▸ **Try it**
Copy nothing from the entries below except the lines from the one containing "height = height.max(b.y1 - y);" through the one containing "self.children.iter().any(|child| child.hit_test(point))", and copy those exactly.

▸ **Extracted data entries**
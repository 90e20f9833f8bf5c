//! Group shape for combining multiple shapes.

use super::{Shape, ShapeColor, ShapeId, ShapeTrait, apply_paint_style};
use crate::surface::Surface;
use kurbo::{Point, Rect, Vec2};
use uuid::Uuid;

/// A group of shapes that can be manipulated as a single unit.
/// Groups can contain other groups, enabling nested hierarchies.
///
/// Children keep their insertion order, which is also the paint and
/// hit-test order. Geometry is derived from the children on every read.
#[derive(Debug, Clone)]
pub struct Group {
    pub(crate) id: ShapeId,
    children: Vec<Shape>,
    /// Color the group restores after drawing its selection frame.
    color: ShapeColor,
    /// The group's own flag; independent of the children's flags.
    selected: bool,
}

impl Default for Group {
    fn default() -> Self {
        Self::new()
    }
}

impl Group {
    /// Create a new empty group.
    pub fn new() -> Self {
        Self::with_children(Vec::new())
    }

    /// Create a new group from a list of shapes.
    pub fn with_children(children: Vec<Shape>) -> Self {
        Self::with_id(Uuid::new_v4(), children)
    }

    /// Create a new group with a specific ID.
    pub fn with_id(id: ShapeId, children: Vec<Shape>) -> Self {
        Self {
            id,
            children,
            color: ShapeColor::black(),
            selected: false,
        }
    }

    /// Get the children of this group.
    pub fn children(&self) -> &[Shape] {
        &self.children
    }

    pub(crate) fn children_mut(&mut self) -> &mut [Shape] {
        &mut self.children
    }

    pub fn len(&self) -> usize {
        self.children.len()
    }

    pub fn is_empty(&self) -> bool {
        self.children.is_empty()
    }

    /// Append a child. Returns its identifier.
    pub fn add(&mut self, shape: impl Into<Shape>) -> ShapeId {
        let shape = shape.into();
        let id = shape.id();
        self.children.push(shape);
        id
    }

    /// Append several children, keeping their order.
    pub fn extend<I>(&mut self, shapes: I)
    where
        I: IntoIterator,
        I::Item: Into<Shape>,
    {
        self.children.extend(shapes.into_iter().map(Into::into));
    }

    /// Remove a direct child by identifier.
    ///
    /// Returns `None` when no direct child has that identifier.
    pub fn remove(&mut self, id: ShapeId) -> Option<Shape> {
        let index = self.children.iter().position(|child| child.id() == id)?;
        Some(self.children.remove(index))
    }

    /// Remove every direct child whose identifier is listed.
    ///
    /// Removed shapes are returned in their former child order; unknown
    /// identifiers are ignored.
    pub fn remove_all(&mut self, ids: &[ShapeId]) -> Vec<Shape> {
        let (removed, kept): (Vec<Shape>, Vec<Shape>) = std::mem::take(&mut self.children)
            .into_iter()
            .partition(|child| ids.contains(&child.id()));
        self.children = kept;
        removed
    }

    /// Remove all children.
    pub fn clear(&mut self) {
        self.children.clear();
    }

    /// Dissolve this group and return its children.
    pub fn ungroup(self) -> Vec<Shape> {
        self.children
    }

    /// Get all shape IDs in this group (including nested groups).
    pub fn all_shape_ids(&self) -> Vec<ShapeId> {
        let mut ids = vec![self.id];
        for child in &self.children {
            if let Shape::Group(group) = child {
                ids.extend(group.all_shape_ids());
            } else {
                ids.push(child.id());
            }
        }
        ids
    }

    /// Find a shape by ID within this group (including nested groups).
    pub fn find_shape(&self, id: ShapeId) -> Option<&Shape> {
        for child in &self.children {
            if child.id() == id {
                return Some(child);
            }
            if let Shape::Group(group) = child {
                if let Some(found) = group.find_shape(id) {
                    return Some(found);
                }
            }
        }
        None
    }

    /// Find a mutable shape by ID within this group (including nested groups).
    pub fn find_shape_mut(&mut self, id: ShapeId) -> Option<&mut Shape> {
        for child in &mut self.children {
            if child.id() == id {
                return Some(child);
            }
            if let Shape::Group(group) = child {
                if let Some(found) = group.find_shape_mut(id) {
                    return Some(found);
                }
            }
        }
        None
    }

    /// Detach a shape from anywhere in this subtree.
    pub fn take_shape(&mut self, id: ShapeId) -> Option<Shape> {
        if let Some(shape) = self.remove(id) {
            return Some(shape);
        }
        self.children
            .iter_mut()
            .filter_map(Shape::as_group_mut)
            .find_map(|group| group.take_shape(id))
    }

    /// Select the first direct child containing `point` and return its ID.
    ///
    /// Only one level is searched: a nested group is selected as a whole and
    /// its own children are left untouched.
    pub fn pick_child_at(&mut self, point: Point) -> Option<ShapeId> {
        let child = self
            .children
            .iter_mut()
            .find(|child| child.hit_test(point))?;
        child.select();
        log::debug!("Selected {} at ({}, {})", child.id(), point.x, point.y);
        Some(child.id())
    }

    /// Select the first direct child containing `point`.
    ///
    /// Returns false, selecting nothing, when no child contains the point.
    pub fn select_child_at(&mut self, point: Point) -> bool {
        self.pick_child_at(point).is_some()
    }

    /// IDs of every shape in this subtree whose own selection flag is set,
    /// in depth-first order.
    pub fn selected_ids(&self) -> Vec<ShapeId> {
        let mut ids = Vec::new();
        if self.selected {
            ids.push(self.id);
        }
        for child in &self.children {
            match child {
                Shape::Group(group) => ids.extend(group.selected_ids()),
                _ if child.is_selected() => ids.push(child.id()),
                _ => {}
            }
        }
        ids
    }
}

impl ShapeTrait for Group {
    fn id(&self) -> ShapeId {
        self.id
    }

    /// Smallest box with its origin at the minimum child origin that reaches
    /// every child's right and bottom edge. Empty groups are `Rect::ZERO`.
    fn bounds(&self) -> Rect {
        let child_bounds: Vec<Rect> = self.children.iter().map(Shape::bounds).collect();
        let Some(first) = child_bounds.first() else {
            return Rect::ZERO;
        };

        let (x, y) = child_bounds
            .iter()
            .fold((first.x0, first.y0), |(x, y), b| (x.min(b.x0), y.min(b.y0)));

        let mut width: f64 = 0.0;
        let mut height: f64 = 0.0;
        for b in &child_bounds {
            width = width.max(b.x1 - x);
            height = height.max(b.y1 - y);
        }
        Rect::new(x, y, x + width, y + height)
    }

    fn color(&self) -> ShapeColor {
        self.color
    }

    fn translate(&mut self, delta: Vec2) {
        for child in &mut self.children {
            child.translate(delta);
        }
    }

    fn hit_test(&self, point: Point) -> bool {
        // Hit if any child is hit
        self.children.iter().any(|child| child.hit_test(point))
    }

    fn select(&mut self) {
        self.selected = true;
    }

    /// Clears this group's flag and every descendant's.
    fn unselect(&mut self) {
        self.selected = false;
        for child in &mut self.children {
            child.unselect();
        }
    }

    fn is_selected(&self) -> bool {
        self.selected
    }

    fn paint(&self, surface: &mut dyn Surface) {
        if self.selected {
            let b = self.bounds();
            apply_paint_style(surface, true, self.color);
            surface.stroke_rect(Rect::new(b.x0 - 1.0, b.y0 - 1.0, b.x1, b.y1));
            apply_paint_style(surface, false, self.color);
        }
        for child in &self.children {
            child.paint(surface);
        }
    }
}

▸ **Output of the exercise**
            height = height.max(b.y1 - y);
        }
        Rect::new(x, y, x + width, y + height)
    }

    fn color(&self) -> ShapeColor {
        self.color
    }

    fn translate(&mut self, delta: Vec2) {
        for child in &mut self.children {
            child.translate(delta);
        }
    }

    fn hit_test(&self, point: Point) -> bool {
        // Hit if any child is hit
        self.children.iter().any(|child| child.hit_test(point))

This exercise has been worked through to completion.